//! Configuration
//!
//! Loaded from a TOML file, then environment variables, then command-line
//! flags, each layer overriding the previous one.

use clap::Parser;
use serde::Deserialize;
use std::path::{Path, PathBuf};

const APP_DIR: &str = "mood_journal";

#[derive(Debug, Clone, Default, Deserialize)]
pub struct Config {
    #[serde(default)]
    pub seed: SeedConfig,

    #[serde(default)]
    pub logging: LoggingConfig,
}

/// Startup sample-data fetch
#[derive(Debug, Clone, Deserialize)]
pub struct SeedConfig {
    #[serde(default = "default_seed_enabled")]
    pub enabled: bool,

    #[serde(default = "default_seed_url")]
    pub url: String,

    /// Records kept from the feed
    #[serde(default = "default_seed_limit")]
    pub limit: usize,

    #[serde(default = "default_seed_timeout")]
    pub timeout_secs: u64,
}

fn default_seed_enabled() -> bool {
    true
}

fn default_seed_url() -> String {
    "https://jsonplaceholder.typicode.com/comments".to_string()
}

fn default_seed_limit() -> usize {
    20
}

fn default_seed_timeout() -> u64 {
    10
}

impl Default for SeedConfig {
    fn default() -> Self {
        Self {
            enabled: default_seed_enabled(),
            url: default_seed_url(),
            limit: default_seed_limit(),
            timeout_secs: default_seed_timeout(),
        }
    }
}

#[derive(Debug, Clone, Deserialize)]
pub struct LoggingConfig {
    #[serde(default = "default_log_level")]
    pub level: String,

    /// Log file. The terminal is owned by the UI, so logs never go to stdout.
    #[serde(default = "default_log_file")]
    pub file: PathBuf,
}

fn default_log_level() -> String {
    "info".to_string()
}

fn default_log_file() -> PathBuf {
    dirs::data_local_dir()
        .map(|p| p.join(APP_DIR).join("journal.log"))
        .unwrap_or_else(|| PathBuf::from("journal.log"))
}

impl Default for LoggingConfig {
    fn default() -> Self {
        Self {
            level: default_log_level(),
            file: default_log_file(),
        }
    }
}

/// Terminal mood journal
#[derive(Debug, Default, Parser)]
#[command(name = "journal", version)]
pub struct Args {
    /// Path to a TOML config file
    #[arg(short, long)]
    pub config: Option<PathBuf>,

    /// Override the seed endpoint
    #[arg(long)]
    pub seed_url: Option<String>,

    /// Start with an empty journal instead of fetching sample entries
    #[arg(long)]
    pub no_seed: bool,
}

impl Config {
    pub fn load(path: &Path) -> Result<Self, ConfigError> {
        let content = std::fs::read_to_string(path).map_err(|e| ConfigError::Io {
            path: path.to_path_buf(),
            error: e.to_string(),
        })?;

        toml::from_str(&content).map_err(|e| ConfigError::Parse {
            path: path.to_path_buf(),
            error: e.to_string(),
        })
    }

    /// Resolves the full configuration for a run. An explicit `--config` that
    /// cannot be read is an error; the default locations are optional.
    pub fn resolve(args: &Args) -> Result<Self, ConfigError> {
        let mut config = match &args.config {
            Some(path) => Self::load(path)?,
            None => Self::load_default()?,
        };
        config.apply_env_overrides(|key| std::env::var(key).ok());
        config.apply_args(args);
        Ok(config)
    }

    fn load_default() -> Result<Self, ConfigError> {
        let candidates = [
            dirs::config_dir().map(|p| p.join(APP_DIR).join("config.toml")),
            Some(PathBuf::from("./journal.toml")),
        ];

        for path in candidates.iter().flatten() {
            if path.exists() {
                return Self::load(path);
            }
        }
        Ok(Config::default())
    }

    fn apply_env_overrides(&mut self, var: impl Fn(&str) -> Option<String>) {
        if let Some(url) = var("JOURNAL_SEED_URL") {
            self.seed.url = url;
        }
        if let Some(limit) = var("JOURNAL_SEED_LIMIT").and_then(|v| v.parse().ok()) {
            self.seed.limit = limit;
        }
        if let Some(level) = var("JOURNAL_LOG_LEVEL") {
            self.logging.level = level;
        }
        if let Some(file) = var("JOURNAL_LOG_FILE") {
            self.logging.file = PathBuf::from(file);
        }
    }

    fn apply_args(&mut self, args: &Args) {
        if let Some(url) = &args.seed_url {
            self.seed.url = url.clone();
        }
        if args.no_seed {
            self.seed.enabled = false;
        }
    }
}

#[derive(Debug, thiserror::Error)]
pub enum ConfigError {
    #[error("Failed to read config file {path:?}: {error}")]
    Io { path: PathBuf, error: String },

    #[error("Failed to parse config file {path:?}: {error}")]
    Parse { path: PathBuf, error: String },
}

» ASSIGNMENT
In the records above, find every line with the word "LoggingConfig" and copy it.

» RESPONSE TO THIS EXERCISE
    pub logging: LoggingConfig,
pub struct LoggingConfig {
impl Default for LoggingConfig {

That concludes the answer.